I think this points to one of the issues with the new-ag type ventures and, perhaps, one of the advantages of the much derided "production agriculture".  I'd make the leap and say it's similar to the problems with charter schools and public eduction.  Or, it's like the 1960's again when no one got fired for buying IBM.  I guess for you youngsters the almost modern reference would be no one got fired for buying Microsoft.

What am I talking about?  Call it the dominant paradigm, to dress the idea up in fancy jargon.  Production agriculture, the chain of big farms, big wholesalers, chain groceries is the dominant, the majority way most people in the US get most of their food.  The public school system is the way most children get their K-12 eduction. The IBM main frame used to define the word "computer", as Microsoft defines "personal computer".  Some people try to come up with a new and better idea.  Typically that involves lots of experimentation, lots of learning by failing, lots of people who con others or con themselves, lots of adversity. When DC opened up to charter schools, the Post had horror stories of abuses and failures for several years.

To simplify further, the dominant paradigm offers the consumer safety: what's being sold is known and you know you're very sure of getting it.  Venture outside that paradigm and you increase your chance of rewards but you also increase your risk of disappointment.

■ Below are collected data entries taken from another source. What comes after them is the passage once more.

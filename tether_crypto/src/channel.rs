//! Authenticated register-context framing
//!
//! [`SecureChannel`] binds a provider to one session. Opening always decodes
//! the envelope shape first, so malformed input never reaches a primitive.

use crate::error::ChannelError;
use crate::session::Session;
use crate::CryptoProvider;
use tether_proto::{PacketType, SecureEnvelope};
use tether_types::{RegisterContext, NONCE_SIZE};
use zeroize::Zeroize;

pub struct SecureChannel<'a, C: CryptoProvider> {
    crypto: &'a C,
    session: &'a Session,
}

impl<'a, C: CryptoProvider> SecureChannel<'a, C> {
    pub fn new(crypto: &'a C, session: &'a Session) -> Self {
        Self { crypto, session }
    }

    /// Encrypts `context` under a fresh random nonce
    pub fn seal(
        &self,
        packet_type: PacketType,
        context: &RegisterContext,
    ) -> Result<SecureEnvelope, ChannelError> {
        let mut nonce = [0u8; NONCE_SIZE];
        self.crypto.fill_random(&mut nonce);

        let mut ciphertext = context.to_bytes();
        let tag = match self.crypto.aead_seal(
            self.session.key().as_bytes(),
            &nonce,
            &packet_type.to_bytes(),
            &mut ciphertext,
        ) {
            Ok(tag) => tag,
            Err(err) => {
                ciphertext.zeroize();
                return Err(err.into());
            }
        };

        Ok(SecureEnvelope {
            packet_type,
            nonce,
            ciphertext,
            tag,
        })
    }

    /// Decodes and decrypts a complete envelope packet
    pub fn open(&self, bytes: &[u8]) -> Result<(PacketType, RegisterContext), ChannelError> {
        let envelope = SecureEnvelope::decode(bytes)?;
        let context = self.open_envelope(&envelope)?;
        Ok((envelope.packet_type, context))
    }

    /// Verifies and decrypts an already decoded envelope
    ///
    /// No plaintext is produced unless the tag verifies.
    pub fn open_envelope(&self, envelope: &SecureEnvelope) -> Result<RegisterContext, ChannelError> {
        let mut plaintext = envelope.ciphertext;
        let opened = self.crypto.aead_open(
            self.session.key().as_bytes(),
            &envelope.nonce,
            &envelope.associated_data(),
            &mut plaintext,
            &envelope.tag,
        );

        if let Err(err) = opened {
            plaintext.zeroize();
            return Err(err.into());
        }

        let context = RegisterContext::from_bytes(&plaintext);
        plaintext.zeroize();
        Ok(context)
    }
}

Thursday, February 25, 2010

"Maintaining the Story" and Local Food

Here's a UWisconsin-Madison  release on the problems of interfacing (my term) farmers and customers of locally grown food. It's hyping a study they did.  They see rising demand but problems in meeting it.  One problem:
"One common concern cited in the report is maintaining the story behind locally grown food. People who buy local food are often willing to pay a premium for knowing where and how it was grown, a big part of the appeal of farmers' markets."
To me that almost sounds like a version of NAIS--associating a product with a story.  So if big retailers push big packers into animal identification, maybe locavore buyers push the locavore farmers into identification of produce?